Doll English est un petit gars du Comté Mayo.
Pas un mauvais bougre, juste un peu en manque de repères, juste un peu trop fêtard. Il est le fils cadet de Sheila, qui l’a élevé seule et espère ne pas reproduire les erreurs qu’elle a faites avec Cillian, son aîné. Ce dernier a quitté la maison. Son trafic de stupéfiants s’est avéré juteux jusqu’à cette dette auprès de mauvaises personnes qu’il ne peut honorer. Doll tente bien de se tenir à distance de ce frère délinquant, mais l’amour qu’il lui porte demeure immense, tout comme la fascination qu’il exerce sur son cœur tendre de lycéen.
Quand il se fait brutalement kidnapper en pleine rue, à la suite d’une soirée où en plus il vient de s’engueuler avec Nicky, son amoureuse, il comprend tout de suite qu’il va servir de monnaie d’échange entre les dangereux barons de la drogue du coin et le fric que va devoir trouver Cillian pour le libérer. Aimer son frère, c’est une chose. Compter sur lui en est une autre. Enfermé au sous-sol d’une maison isolée, chez Dev, un gentil pauvre type qui s’est fait embrigader dans l’histoire malgré lui, Doll obéit aux injonctions de ses ravisseurs sans pouvoir faire autrement.

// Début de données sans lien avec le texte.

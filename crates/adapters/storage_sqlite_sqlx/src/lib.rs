//! # thingrules-adapter-storage-sqlite-sqlx
//!
//! `SQLite` persistence adapter using [sqlx](https://docs.rs/sqlx).
//!
//! ## Responsibilities
//! - Implement the `RuleStore` port defined in `thingrules-app::ports`
//! - Manage `SQLite` connection pool lifecycle
//! - Run database migrations (using sqlx embedded migrations)
//! - Store rule documents as JSON text, untouched; parsing and legacy
//!   migration happen in the engine
//!
//! ## Dependency rule
//! Depends on `thingrules-app` (for port traits) and `thingrules-domain` (for domain types).
//! The `app` and `domain` crates must never reference this adapter.

pub mod error;
pub mod pool;
pub mod rule_store;

pub use pool::{Config, Database};
pub use rule_store::SqliteRuleStore;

Dans ce huis clos saisissant, les personnages et leurs pensées prennent toute leur ampleur. Le temps s’est arrêté pour Doll. Les journées s’écoulent au rythme des repas préparés par son hôte et les visites des deux pieds nickelés qui le maintiennent prisonnier. Sans lien avec l’extérieur, l’ennui s’installe. Et dispenser l’ennui sans l’infliger à ses lecteurs, voilà une gageure dont peut se féliciter Colin Barrett. A l’aide des dialogues entre les différents protagonistes, avec les descriptions des menus, des films qu’ils visionnent ensemble, l’auteur parvient à dresser des portraits d’une grande finesse psychologique, ainsi qu’une peinture quasi naturaliste de leurs milieux et des conséquences de la pauvreté sur des esprits fragiles. Dans cette partie de l’Irlande, la violence est aussi sociologique que physique et le jeune Doll fait les frais du manque d’éducation, d’espoir et d’opportunités de Gabe et Sketch Ferdia, ses bourreaux.
Sans misérabilisme, Fils prodigues est une merveille dans la façon de montrer comment se façonnent les relations entre les êtres. Sans descriptions inutiles, Barrett fait ressentir, en nous plongeant dans la psyché de Doll et Dev, plus qu’il n’explique. Et de cette absence de pédagogie indigeste naît la grâce. Dans des détails minuscules. Un petit chien qui monte sur des genoux. Des regards. Une affinité naissante entre deux hommes que tout sépare. La beauté de gestes infimes. La promesse d’une humanité.